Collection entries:
───

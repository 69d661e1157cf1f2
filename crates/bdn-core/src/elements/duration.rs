//! Duration — a signed span of milliseconds with a calendar breakdown

use std::fmt;
use std::str::FromStr;

use once_cell::sync::Lazy;
use regex::Regex;

use crate::{Error, Result};

pub const MILLISECONDS_PER_SECOND: i64 = 1_000;
pub const MILLISECONDS_PER_MINUTE: i64 = 60 * MILLISECONDS_PER_SECOND;
pub const MILLISECONDS_PER_HOUR: i64 = 60 * MILLISECONDS_PER_MINUTE;
pub const MILLISECONDS_PER_DAY: i64 = 24 * MILLISECONDS_PER_HOUR;
pub const MILLISECONDS_PER_WEEK: i64 = 7 * MILLISECONDS_PER_DAY;
/// 365.2425 days, the mean Gregorian year
pub const MILLISECONDS_PER_YEAR: i64 = 31_556_952_000;
/// One twelfth of the mean Gregorian year
pub const MILLISECONDS_PER_MONTH: i64 = MILLISECONDS_PER_YEAR / 12;

const TIMESPAN: &str = r"[0-9]+(?:\.[0-9]+)?";

static DURATION: Lazy<Regex> = Lazy::new(|| {
    let t = TIMESPAN;
    Regex::new(&format!(
        r"^~(-)?P(?:({t})W|(?:({t})Y)?(?:({t})M)?(?:({t})D)?(?:T(?:({t})H)?(?:({t})M)?(?:({t})S)?)?)$"
    ))
    .expect("duration pattern")
});

/// A signed number of milliseconds.
///
/// Years and months use fixed average lengths, so the calendar accessors are
/// a reporting breakdown of the single stored value.
#[derive(Debug, Clone, Copy, PartialEq, Eq, PartialOrd, Ord, Hash, Default)]
pub struct Duration(i64);

impl Duration {
    pub const ZERO: Duration = Duration(0);

    pub fn from_milliseconds(milliseconds: i64) -> Duration {
        Duration(milliseconds)
    }

    pub fn from_weeks(weeks: i64) -> Duration {
        Duration(weeks.saturating_mul(MILLISECONDS_PER_WEEK))
    }

    pub fn as_milliseconds(&self) -> i64 {
        self.0
    }

    pub fn as_seconds(&self) -> f64 {
        self.0 as f64 / MILLISECONDS_PER_SECOND as f64
    }

    pub fn as_minutes(&self) -> f64 {
        self.0 as f64 / MILLISECONDS_PER_MINUTE as f64
    }

    pub fn as_hours(&self) -> f64 {
        self.0 as f64 / MILLISECONDS_PER_HOUR as f64
    }

    pub fn as_days(&self) -> f64 {
        self.0 as f64 / MILLISECONDS_PER_DAY as f64
    }

    pub fn as_weeks(&self) -> f64 {
        self.0 as f64 / MILLISECONDS_PER_WEEK as f64
    }

    pub fn as_months(&self) -> f64 {
        self.0 as f64 / MILLISECONDS_PER_MONTH as f64
    }

    pub fn as_years(&self) -> f64 {
        self.0 as f64 / MILLISECONDS_PER_YEAR as f64
    }

    pub fn is_negative(&self) -> bool {
        self.0 < 0
    }

    // ── Calendar breakdown ─────────────────────────────
    //
    // Each accessor reports the magnitude of one unit after the larger
    // units have been removed.

    fn magnitude(&self) -> u64 {
        self.0.unsigned_abs()
    }

    /// Magnitude remaining after whole units of each divisor are removed
    fn remainder(&self, divisors: &[i64]) -> u64 {
        divisors
            .iter()
            .fold(self.magnitude(), |rest, &divisor| rest % divisor as u64)
    }

    /// What remains after whole years, months and days are removed
    fn time_of_day(&self) -> u64 {
        self.remainder(&[MILLISECONDS_PER_YEAR, MILLISECONDS_PER_MONTH, MILLISECONDS_PER_DAY])
    }

    // Every quotient below is at most `2^63 / 1000`, so the casts are lossless.

    pub fn get_years(&self) -> i64 {
        (self.magnitude() / MILLISECONDS_PER_YEAR as u64) as i64
    }

    pub fn get_months(&self) -> i64 {
        (self.remainder(&[MILLISECONDS_PER_YEAR]) / MILLISECONDS_PER_MONTH as u64) as i64
    }

    pub fn get_weeks(&self) -> i64 {
        (self.magnitude() / MILLISECONDS_PER_WEEK as u64) as i64
    }

    pub fn get_days(&self) -> i64 {
        let rest = self.remainder(&[MILLISECONDS_PER_YEAR, MILLISECONDS_PER_MONTH]);
        (rest / MILLISECONDS_PER_DAY as u64) as i64
    }

    pub fn get_hours(&self) -> i64 {
        (self.time_of_day() / MILLISECONDS_PER_HOUR as u64) as i64
    }

    pub fn get_minutes(&self) -> i64 {
        (self.time_of_day() % MILLISECONDS_PER_HOUR as u64 / MILLISECONDS_PER_MINUTE as u64) as i64
    }

    pub fn get_seconds(&self) -> i64 {
        (self.time_of_day() % MILLISECONDS_PER_MINUTE as u64 / MILLISECONDS_PER_SECOND as u64) as i64
    }

    pub fn get_milliseconds(&self) -> i64 {
        (self.time_of_day() % MILLISECONDS_PER_SECOND as u64) as i64
    }

    // ── Algebra ────────────────────────────────────────

    pub fn inverse(self) -> Duration {
        Duration(self.0.saturating_neg())
    }

    pub fn sum(first: Duration, second: Duration) -> Duration {
        Duration(first.0.saturating_add(second.0))
    }

    pub fn difference(first: Duration, second: Duration) -> Duration {
        Duration(first.0.saturating_sub(second.0))
    }

    pub fn scaled(duration: Duration, factor: f64) -> Duration {
        // `as` saturates at the i64 bounds and maps NaN to zero
        Duration((duration.0 as f64 * factor).round() as i64)
    }
}

impl fmt::Display for Duration {
    fn fmt(&self, f: &mut fmt::Formatter) -> fmt::Result {
        let sign = if self.is_negative() { "-" } else { "" };
        if self.0 % MILLISECONDS_PER_WEEK == 0 {
            return write!(f, "~{}P{}W", sign, self.get_weeks());
        }
        write!(f, "~{}P", sign)?;
        for (value, unit) in [
            (self.get_years(), 'Y'),
            (self.get_months(), 'M'),
            (self.get_days(), 'D'),
        ] {
            if value > 0 {
                write!(f, "{}{}", value, unit)?;
            }
        }
        let (hours, minutes, seconds, millis) = (
            self.get_hours(),
            self.get_minutes(),
            self.get_seconds(),
            self.get_milliseconds(),
        );
        if hours + minutes + seconds + millis == 0 {
            return Ok(());
        }
        write!(f, "T")?;
        if hours > 0 {
            write!(f, "{}H", hours)?;
        }
        if minutes > 0 {
            write!(f, "{}M", minutes)?;
        }
        if seconds + millis > 0 {
            write!(f, "{}", seconds)?;
            if millis > 0 {
                let fraction = format!("{:03}", millis);
                write!(f, ".{}", fraction.trim_end_matches('0'))?;
            }
            write!(f, "S")?;
        }
        Ok(())
    }
}

impl FromStr for Duration {
    type Err = Error;

    fn from_str(text: &str) -> Result<Self> {
        let captures = DURATION
            .captures(text)
            .ok_or_else(|| Error::value("duration", text, "malformed ISO 8601 duration"))?;
        if captures.iter().skip(2).all(|group| group.is_none()) {
            return Err(Error::value("duration", text, "has no time units"));
        }
        let units = [
            MILLISECONDS_PER_WEEK,
            MILLISECONDS_PER_YEAR,
            MILLISECONDS_PER_MONTH,
            MILLISECONDS_PER_DAY,
            MILLISECONDS_PER_HOUR,
            MILLISECONDS_PER_MINUTE,
            MILLISECONDS_PER_SECOND,
        ];
        let mut total: i128 = 0;
        for (index, unit) in units.iter().enumerate() {
            if let Some(group) = captures.get(index + 2) {
                let amount = timespan_milliseconds(group.as_str(), *unit)
                    .ok_or_else(|| Error::value("duration", text, "timespan is too large"))?;
                total += amount;
            }
        }
        let signed = if captures.get(1).is_some() { -total } else { total };
        let milliseconds = i64::try_from(signed)
            .map_err(|_| Error::value("duration", text, "exceeds the representable range"))?;
        Ok(Duration(milliseconds))
    }
}

/// Exact milliseconds for `amount` units, rounding any fraction to the nearest millisecond
fn timespan_milliseconds(amount: &str, unit: i64) -> Option<i128> {
    let unit = unit as i128;
    let (whole, fraction) = amount.split_once('.').unwrap_or((amount, ""));
    let whole: i128 = whole.parse().ok()?;
    let mut total = whole.checked_mul(unit)?;
    let digits = &fraction[..fraction.len().min(18)];
    if !digits.is_empty() {
        let numerator: i128 = digits.parse::<i128>().ok()? * unit;
        let denominator = 10i128.pow(digits.len() as u32);
        total = total.checked_add((numerator + denominator / 2) / denominator)?;
    }
    // One past `i64::MAX` so that `i64::MIN` stays reachable once negated
    if total > i64::MAX as i128 + 1 {
        return None;
    }
    Some(total)
}
//! Pattern — a regular expression, or one of the sentinels `none` and `any`

use std::fmt;
use std::hash::{Hash, Hasher};
use std::str::FromStr;

use once_cell::sync::Lazy;
use regex::Regex;

use crate::{Error, Result};

/// Text that can sit between double quotes: escapes, or anything but a quote,
/// backslash or line break
static QUOTABLE: Lazy<Regex> =
    Lazy::new(|| Regex::new(r#"^(?:\\.|[^"\r\n\\])*$"#).expect("quotable pattern"));

/// A pattern that a whole string either matches or does not.
#[derive(Debug, Clone)]
pub enum Pattern {
    /// Matches nothing
    None,
    /// Matches everything
    Any,
    /// A regular expression, kept as written and compiled anchored
    Expression { source: String, regex: Regex },
}

impl Pattern {
    /// Compile a regular expression body (the text between the quotes)
    ///
    /// A literal `"` must be written `\"`, and line breaks are not allowed.
    pub fn from_expression(source: &str) -> Result<Pattern> {
        if !QUOTABLE.is_match(source) {
            return Err(Error::value("pattern", source, "cannot be written between double quotes"));
        }
        let regex = Regex::new(&format!("^(?:{})$", source)).map_err(|e| {
            Error::value("pattern", source, format!("invalid regular expression: {}", e))
        })?;
        Ok(Pattern::Expression {
            source: source.to_string(),
            regex,
        })
    }

    /// Whether `text` matches the pattern in its entirety
    pub fn matches(&self, text: &str) -> bool {
        match self {
            Pattern::None => false,
            Pattern::Any => true,
            Pattern::Expression { regex, .. } => regex.is_match(text),
        }
    }

    /// The expression source, if this is not a sentinel
    pub fn as_expression(&self) -> Option<&str> {
        match self {
            Pattern::Expression { source, .. } => Some(source),
            _ => None,
        }
    }
}

impl PartialEq for Pattern {
    fn eq(&self, other: &Self) -> bool {
        match (self, other) {
            (Pattern::None, Pattern::None) | (Pattern::Any, Pattern::Any) => true,
            (Pattern::Expression { source: a, .. }, Pattern::Expression { source: b, .. }) => a == b,
            _ => false,
        }
    }
}

impl Eq for Pattern {}

impl Hash for Pattern {
    fn hash<H: Hasher>(&self, state: &mut H) {
        self.to_string().hash(state);
    }
}

impl fmt::Display for Pattern {
    fn fmt(&self, f: &mut fmt::Formatter) -> fmt::Result {
        match self {
            Pattern::None => write!(f, "none"),
            Pattern::Any => write!(f, "any"),
            Pattern::Expression { source, .. } => write!(f, "\"{}\"?", source),
        }
    }
}

impl FromStr for Pattern {
    type Err = Error;

    fn from_str(text: &str) -> Result<Self> {
        match text {
            "none" => Ok(Pattern::None),
            "any" => Ok(Pattern::Any),
            _ => {
                let source = text
                    .strip_prefix('"')
                    .and_then(|rest| rest.strip_suffix("\"?"))
                    .ok_or_else(|| {
                        Error::value("pattern", text, "must be 'none', 'any' or a quoted expression followed by '?'")
                    })?;
                Pattern::from_expression(source)
            }
        }
    }
}

#[cfg(test)]
mod tests {
    use super::*;

    #[test]
    fn test_sentinels() {
        assert!(!Pattern::None.matches(""));
        assert!(Pattern::Any.matches("anything at all"));
        assert_eq!("none".parse::<Pattern>().unwrap(), Pattern::None);
        assert_eq!(Pattern::Any.to_string(), "any");
    }

    #[test]
    fn test_expression_matches_whole_text() {
        let pattern: Pattern = "\"[a-z]+\"?".parse().unwrap();
        assert!(pattern.matches("abc"));
        assert!(!pattern.matches("abc1"));
        assert!(!pattern.matches("1abc"));
        assert_eq!(pattern.to_string(), "\"[a-z]+\"?");
        assert_eq!(pattern.as_expression(), Some("[a-z]+"));
    }

    #[test]
    fn test_alternation_is_anchored_as_a_group() {
        let pattern = Pattern::from_expression("cat|dog").unwrap();
        assert!(pattern.matches("cat"));
        assert!(pattern.matches("dog"));
        assert!(!pattern.matches("cats"));
    }

    #[test]
    fn test_invalid_expressions_are_rejected() {
        assert!("\"[a-z\"?".parse::<Pattern>().is_err());
        assert!("\"abc\"".parse::<Pattern>().is_err());
        assert!("never".parse::<Pattern>().is_err());
    }

    #[test]
    fn test_unquotable_expressions_are_rejected() {
        for source in ["a\"b", "a\nb", "a\rb", "ab\\"] {
            assert!(
                matches!(Pattern::from_expression(source), Err(Error::ValueError { .. })),
                "{:?} should be rejected",
                source
            );
        }
    }

    #[test]
    fn test_escaped_quote_round_trips() {
        let pattern = Pattern::from_expression(r#"say \"hi\""#).unwrap();
        assert!(pattern.matches("say \"hi\""));
        let text = pattern.to_string();
        assert_eq!(text, r#""say \"hi\""?"#);
        assert_eq!(text.parse::<Pattern>().unwrap(), pattern);
        let component = crate::parser::parse_source(&text).unwrap();
        assert_eq!(crate::formatter::format_component(&component), text);
    }
}
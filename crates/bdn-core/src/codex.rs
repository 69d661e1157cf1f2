//! Codex — base-16/32/64 text encodings and random value generation
//!
//! These are the pure codec functions used by the tag and binary string
//! types. The base-32 alphabet omits `E`, `I`, `O` and `U` so encoded text
//! can never spell words.

use base64::engine::general_purpose::STANDARD;
use base64::Engine;
use rand::Rng;

use crate::{Error, Result};

/// Base-32 alphabet: digits and upper-case letters without vowels
pub const BASE32_ALPHABET: &str = "0123456789ABCDFGHJKLMNPQRSTVWXYZ";

// ── Base-16 ───────────────────────────────────────────────

/// Encode bytes as lower-case hexadecimal text
pub fn base16_encode(bytes: &[u8]) -> String {
    hex::encode(bytes)
}

/// Decode hexadecimal text (either case) into bytes
pub fn base16_decode(text: &str) -> Result<Vec<u8>> {
    hex::decode(text).map_err(|e| Error::CodecError(format!("invalid base-16 text: {}", e)))
}

// ── Base-32 ───────────────────────────────────────────────

/// Encode bytes as base-32 text, five bits per character, most significant first
pub fn base32_encode(bytes: &[u8]) -> String {
    let alphabet = BASE32_ALPHABET.as_bytes();
    let mut out = String::with_capacity((bytes.len() * 8 + 4) / 5);
    let mut buffer: u32 = 0;
    let mut bits = 0;
    for &byte in bytes {
        buffer = (buffer << 8) | byte as u32;
        bits += 8;
        while bits >= 5 {
            bits -= 5;
            out.push(alphabet[((buffer >> bits) & 0x1F) as usize] as char);
        }
    }
    if bits > 0 {
        out.push(alphabet[((buffer << (5 - bits)) & 0x1F) as usize] as char);
    }
    out
}

/// Decode base-32 text; trailing bits that do not fill a byte are dropped
pub fn base32_decode(text: &str) -> Result<Vec<u8>> {
    let mut out = Vec::with_capacity(text.len() * 5 / 8);
    let mut buffer: u32 = 0;
    let mut bits = 0;
    for character in text.chars() {
        let value = BASE32_ALPHABET.find(character).ok_or_else(|| {
            Error::CodecError(format!("invalid base-32 character {:?}", character))
        })?;
        buffer = (buffer << 5) | value as u32;
        bits += 5;
        if bits >= 8 {
            bits -= 8;
            out.push(((buffer >> bits) & 0xFF) as u8);
        }
    }
    Ok(out)
}

// ── Base-64 ───────────────────────────────────────────────

/// Encode bytes as standard padded base-64 text
pub fn base64_encode(bytes: &[u8]) -> String {
    STANDARD.encode(bytes)
}

/// Decode standard base-64 text, ignoring embedded whitespace
pub fn base64_decode(text: &str) -> Result<Vec<u8>> {
    let compact: String = text.chars().filter(|c| !c.is_whitespace()).collect();
    STANDARD
        .decode(compact.as_bytes())
        .map_err(|e| Error::CodecError(format!("invalid base-64 text: {}", e)))
}

// ── Randomness ────────────────────────────────────────────

/// Generate `size` cryptographically random bytes
pub fn random_bytes(size: usize) -> Vec<u8> {
    let mut bytes = vec![0u8; size];
    rand::thread_rng().fill(bytes.as_mut_slice());
    bytes
}

/// Generate a fair random boolean
pub fn random_boolean() -> bool {
    rand::thread_rng().gen()
}

/// Generate a random probability in `[0, 1]`
pub fn random_probability() -> f64 {
    rand::thread_rng().gen_range(0.0..=1.0)
}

───

Scan the records above line by line, counting those where the word "divisors" appears, and give the count alone.

2